▶ _Try it_
Work through the material below and count the lines holding the word "struct"; give that count and nothing more.

BEGIN Data

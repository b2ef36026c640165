//! Corpus ingestion: papers (JSONL) -> chunked passages -> embedded index

use chrono::NaiveDate;
use cordchat_common::{CordChatError, Result};
use cordchat_llm::{chunk_text, split_paragraphs, LlmClient};
use serde::Deserialize;
use sha2::{Digest, Sha256};
use std::collections::HashSet;
use std::path::Path;
use std::sync::Arc;
use tracing::{debug, info, warn};

use crate::types::{Document, DocumentMetadata, IndexEntry, VectorIndex};

/// One paper record (one JSON object per line, CORD-19 metadata field names)
#[derive(Debug, Clone, Default, Deserialize)]
pub struct Paper {
    #[serde(default)]
    pub cord_uid: Option<String>,

    #[serde(default)]
    pub title: Option<String>,

    #[serde(default, rename = "abstract")]
    pub abstract_text: Option<String>,

    #[serde(default)]
    pub publish_time: Option<String>,

    #[serde(default)]
    pub authors: Option<String>,

    #[serde(default)]
    pub journal: Option<String>,

    #[serde(default)]
    pub url: Option<String>,
}

impl Paper {
    fn abstract_body(&self) -> Option<&str> {
        self.abstract_text
            .as_deref()
            .map(str::trim)
            .filter(|a| !a.is_empty())
    }

    /// Key used to drop duplicate records of the same paper
    fn dedup_key(&self) -> Option<String> {
        non_empty(&self.cord_uid)
            .map(|uid| format!("uid:{}", uid))
            .or_else(|| non_empty(&self.title).map(|t| format!("title:{}", t.to_lowercase())))
    }

    fn publish_date(&self) -> Option<NaiveDate> {
        self.publish_time.as_deref().and_then(parse_publish_time)
    }

    fn metadata(&self, chunk_index: usize) -> DocumentMetadata {
        DocumentMetadata {
            title: non_empty(&self.title).map(str::to_string),
            publish_time: non_empty(&self.publish_time).map(str::to_string),
            cord_uid: non_empty(&self.cord_uid).map(str::to_string),
            authors: non_empty(&self.authors).map(str::to_string),
            journal: non_empty(&self.journal).map(str::to_string),
            url: non_empty(&self.url).map(str::to_string),
            chunk_index,
        }
    }
}

fn non_empty(value: &Option<String>) -> Option<&str> {
    value.as_deref().map(str::trim).filter(|v| !v.is_empty())
}

/// Parse "YYYY-MM-DD" or a bare "YYYY" (treated as January 1st)
fn parse_publish_time(value: &str) -> Option<NaiveDate> {
    let value = value.trim();
    NaiveDate::parse_from_str(value, "%Y-%m-%d").ok().or_else(|| {
        value
            .parse::<i32>()
            .ok()
            .and_then(|year| NaiveDate::from_ymd_opt(year, 1, 1))
    })
}

/// Read a JSONL paper file; blank lines are skipped
pub async fn read_papers_jsonl(path: &Path) -> Result<Vec<Paper>> {
    if !path.exists() {
        return Err(CordChatError::not_found(format!(
            "Corpus file not found: {}",
            path.display()
        )));
    }

    let data = tokio::fs::read_to_string(path).await?;
    let mut papers = Vec::new();

    for (line_no, line) in data.lines().enumerate() {
        if line.trim().is_empty() {
            continue;
        }
        let paper: Paper = serde_json::from_str(line).map_err(|e| {
            CordChatError::invalid_input(format!(
                "{}:{}: invalid paper record: {}",
                path.display(),
                line_no + 1,
                e
            ))
        })?;
        papers.push(paper);
    }

    info!("Read {} paper records from {}", papers.len(), path.display());
    Ok(papers)
}

/// Keep the `limit` most recent distinct papers that have an abstract
pub fn select_recent(papers: Vec<Paper>, limit: usize) -> Vec<Paper> {
    let mut with_abstract: Vec<Paper> = papers
        .into_iter()
        .filter(|p| p.abstract_body().is_some())
        .collect();

    // Newest first; undated papers last. Stable, so the first of same-day duplicates wins
    with_abstract.sort_by(|a, b| b.publish_date().cmp(&a.publish_date()));

    let mut seen = HashSet::new();
    with_abstract
        .into_iter()
        .filter(|p| match p.dedup_key() {
            Some(key) => seen.insert(key),
            None => true,
        })
        .take(limit)
        .collect()
}

/// Ingestion parameters
#[derive(Debug, Clone)]
pub struct IngestOptions {
    /// Number of papers kept
    pub limit: usize,

    /// Maximum passage size in approximate tokens
    pub chunk_tokens: usize,

    /// Overlap between consecutive passages in approximate tokens
    pub overlap_tokens: usize,

    /// Passages embedded per progress step
    pub batch_size: usize,
}

impl Default for IngestOptions {
    fn default() -> Self {
        Self {
            limit: 2000,
            chunk_tokens: 500,
            overlap_tokens: 50,
            batch_size: 100,
        }
    }
}

/// Ingestion summary
#[derive(Debug, Clone, PartialEq, Eq)]
pub struct IngestReport {
    pub papers_read: usize,
    pub papers_selected: usize,
    pub passages: usize,
    pub embedding_dim: usize,
}

/// Builds a vector index from paper records
pub struct Ingestor {
    llm: Arc<dyn LlmClient>,
    embedding_model: String,
    options: IngestOptions,
}

impl Ingestor {
    pub fn new(llm: Arc<dyn LlmClient>, embedding_model: impl Into<String>, options: IngestOptions) -> Self {
        Self {
            llm,
            embedding_model: embedding_model.into(),
            options,
        }
    }

    /// Split selected papers into passages
    pub fn passages(&self, papers: &[Paper]) -> Vec<Document> {
        let mut documents = Vec::new();

        for paper in papers {
            let Some(body) = paper.abstract_body() else {
                continue;
            };
            let body = split_paragraphs(body).join("\n\n");

            for (chunk_index, chunk) in chunk_text(&body, self.options.chunk_tokens, self.options.overlap_tokens)
                .into_iter()
                .enumerate()
            {
                let text = chunk.text.trim();
                if text.is_empty() {
                    continue;
                }
                let metadata = paper.metadata(chunk_index);
                documents.push(Document {
                    id: passage_id(&metadata, text),
                    page_content: text.to_string(),
                    metadata,
                });
            }
        }

        documents
    }

    /// Select, chunk and embed papers into a new index
    pub async fn build(&self, papers: Vec<Paper>) -> Result<(VectorIndex, IngestReport)> {
        let papers_read = papers.len();
        let selected = select_recent(papers, self.options.limit);
        if selected.is_empty() {
            return Err(CordChatError::invalid_input("No papers with an abstract to ingest"));
        }
        if selected.len() < self.options.limit {
            warn!(
                "Only {} papers with abstracts available (limit {})",
                selected.len(),
                self.options.limit
            );
        }

        let documents = self.passages(&selected);
        info!(
            "Embedding {} passages from {} papers with {}",
            documents.len(),
            selected.len(),
            self.embedding_model
        );

        let mut index = VectorIndex::new(&self.embedding_model);
        let batch_size = self.options.batch_size.max(1);
        let total_batches = documents.len().div_ceil(batch_size);

        for (i, batch) in documents.chunks(batch_size).enumerate() {
            let texts: Vec<String> = batch.iter().map(|d| d.page_content.clone()).collect();
            let embeddings = self.llm.embed(&self.embedding_model, &texts).await?;
            if embeddings.len() != batch.len() {
                return Err(CordChatError::llm(format!(
                    "Embedding count mismatch: sent {}, received {}",
                    batch.len(),
                    embeddings.len()
                )));
            }

            for (document, embedding) in batch.iter().cloned().zip(embeddings) {
                index
                    .add_entry(IndexEntry { document, embedding })
                    .map_err(CordChatError::vector_store)?;
            }
            debug!("Embedded batch {}/{}", i + 1, total_batches);
        }

        let report = IngestReport {
            papers_read,
            papers_selected: selected.len(),
            passages: index.count(),
            embedding_dim: index.embedding_dim,
        };
        info!("Ingestion finished: {:?}", report);

        Ok((index, report))
    }
}

/// Stable ID derived from paper identity, position and text
fn passage_id(metadata: &DocumentMetadata, text: &str) -> String {
    let mut hasher = Sha256::new();
    hasher.update(metadata.cord_uid.as_deref().unwrap_or_default());
    hasher.update([0u8]);
    hasher.update(metadata.title.as_deref().unwrap_or_default());
    hasher.update([0u8]);
    hasher.update(metadata.chunk_index.to_le_bytes());
    hasher.update(text);
    hex::encode(&hasher.finalize()[..8])
}

#[cfg(test)]
mod tests {
    use super::*;
    use cordchat_llm::mock::MockLlm;

    fn paper(uid: &str, title: &str, date: &str, abstract_text: &str) -> Paper {
        Paper {
            cord_uid: Some(uid.to_string()),
            title: Some(title.to_string()),
            abstract_text: Some(abstract_text.to_string()),
            publish_time: Some(date.to_string()),
            ..Default::default()
        }
    }

    #[test]
    fn test_parse_publish_time() {
        assert_eq!(parse_publish_time("2021-03-04"), NaiveDate::from_ymd_opt(2021, 3, 4));
        assert_eq!(parse_publish_time("2020"), NaiveDate::from_ymd_opt(2020, 1, 1));
        assert_eq!(parse_publish_time("spring"), None);
    }

    #[test]
    fn test_select_recent_filters_dedups_and_sorts() {
        let papers = vec![
            paper("a", "Old", "2019-12-30", "abstract a"),
            paper("b", "New", "2022-01-10", "abstract b"),
            paper("b", "New duplicate", "2022-01-10", "abstract b again"),
            paper("c", "No abstract", "2023-01-01", "   "),
            paper("d", "Mid", "2021", "abstract d"),
            Paper {
                title: Some("Undated".to_string()),
                abstract_text: Some("abstract e".to_string()),
                ..Default::default()
            },
        ];

        let selected = select_recent(papers, 10);
        let titles: Vec<_> = selected.iter().map(|p| p.title.clone().unwrap()).collect();
        assert_eq!(titles, vec!["New", "Mid", "Old", "Undated"]);

        let limited = select_recent(
            vec![paper("a", "A", "2020-01-01", "x"), paper("b", "B", "2021-01-01", "y")],
            1,
        );
        assert_eq!(limited.len(), 1);
        assert_eq!(limited[0].title.as_deref(), Some("B"));
    }

    #[test]
    fn test_select_recent_keeps_newest_duplicate() {
        let papers = vec![
            paper("a", "Preprint", "2020-04-01", "early version"),
            paper("b", "Other", "2020-06-01", "abstract b"),
            paper("a", "Published", "2021-02-01", "final version"),
        ];

        let selected = select_recent(papers, 10);
        let titles: Vec<_> = selected.iter().map(|p| p.title.clone().unwrap()).collect();
        assert_eq!(titles, vec!["Published", "Other"]);
        assert_eq!(selected[0].abstract_text.as_deref(), Some("final version"));

        // The limit applies after duplicates are dropped
        let papers = vec![
            paper("a", "A old", "2020-01-01", "x"),
            paper("a", "A new", "2022-01-01", "x2"),
            paper("b", "B", "2021-01-01", "y"),
        ];
        let selected = select_recent(papers, 2);
        let titles: Vec<_> = selected.iter().map(|p| p.title.clone().unwrap()).collect();
        assert_eq!(titles, vec!["A new", "B"]);
    }

    #[test]
    fn test_passages_chunk_long_abstracts() {
        let llm = Arc::new(MockLlm::new());
        let ingestor = Ingestor::new(
            llm,
            "mock-embed",
            IngestOptions {
                chunk_tokens: 10,
                overlap_tokens: 2,
                ..Default::default()
            },
        );

        let long = "Patients reported fatigue. Many had dyspnea. Some lost smell. Others had headache.";
        let docs = ingestor.passages(&[paper("a", "Symptoms", "2021-01-01", long)]);
        assert!(docs.len() > 1);
        assert_eq!(docs[0].metadata.chunk_index, 0);
        assert_eq!(docs[1].metadata.chunk_index, 1);
        assert_eq!(docs[0].metadata.title.as_deref(), Some("Symptoms"));
        assert_ne!(docs[0].id, docs[1].id);
    }

    #[test]
    fn test_passage_id_is_stable() {
        let meta = DocumentMetadata {
            cord_uid: Some("ug7v899j".to_string()),
            ..Default::default()
        };
        assert_eq!(passage_id(&meta, "text"), passage_id(&meta, "text"));
        assert_ne!(passage_id(&meta, "text"), passage_id(&meta, "other"));
        assert_eq!(passage_id(&meta, "text").len(), 16);
    }

    #[tokio::test]
    async fn test_build_index() {
        let llm = Arc::new(MockLlm::new());
        let ingestor = Ingestor::new(
            llm.clone(),
            "mock-embed",
            IngestOptions {
                batch_size: 1,
                ..Default::default()
            },
        );

        let papers = vec![
            paper("a", "Smell", "2021-01-01", "Anosmia is frequent."),
            paper("b", "Vaccines", "2022-01-01", "mRNA vaccines reduce hospitalisation."),
            paper("c", "Empty", "2022-01-01", ""),
        ];

        let (index, report) = ingestor.build(papers).await.unwrap();
        assert_eq!(report.papers_read, 3);
        assert_eq!(report.papers_selected, 2);
        assert_eq!(report.passages, 2);
        assert_eq!(report.embedding_dim, cordchat_llm::mock::MOCK_DIM);
        assert_eq!(index.embedding_model, "mock-embed");
        assert_eq!(llm.embed_calls(), 2);
    }

    #[tokio::test]
    async fn test_build_rejects_empty_corpus() {
        let ingestor = Ingestor::new(Arc::new(MockLlm::new()), "m", IngestOptions::default());
        let result = ingestor.build(vec![paper("a", "t", "2020", "")]).await;
        assert!(matches!(result, Err(CordChatError::InvalidInput(_))));
    }

    #[tokio::test]
    async fn test_read_papers_jsonl() {
        let dir = tempfile::tempdir().unwrap();
        let path = dir.path().join("papers.jsonl");
        std::fs::write(
            &path,
            "{\"cord_uid\": \"a\", \"title\": \"T\", \"abstract\": \"A\", \"publish_time\": \"2020-05-01\"}\n\n{\"title\": \"U\"}\n",
        )
        .unwrap();

        let papers = read_papers_jsonl(&path).await.unwrap();
        assert_eq!(papers.len(), 2);
        assert_eq!(papers[0].abstract_text.as_deref(), Some("A"));

        std::fs::write(&path, "{\"title\": \"ok\"}\nnot json\n").unwrap();
        let err = read_papers_jsonl(&path).await.unwrap_err();
        assert!(err.to_string().contains(":2:"));
    }
}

END Data

▶ _Task response_
4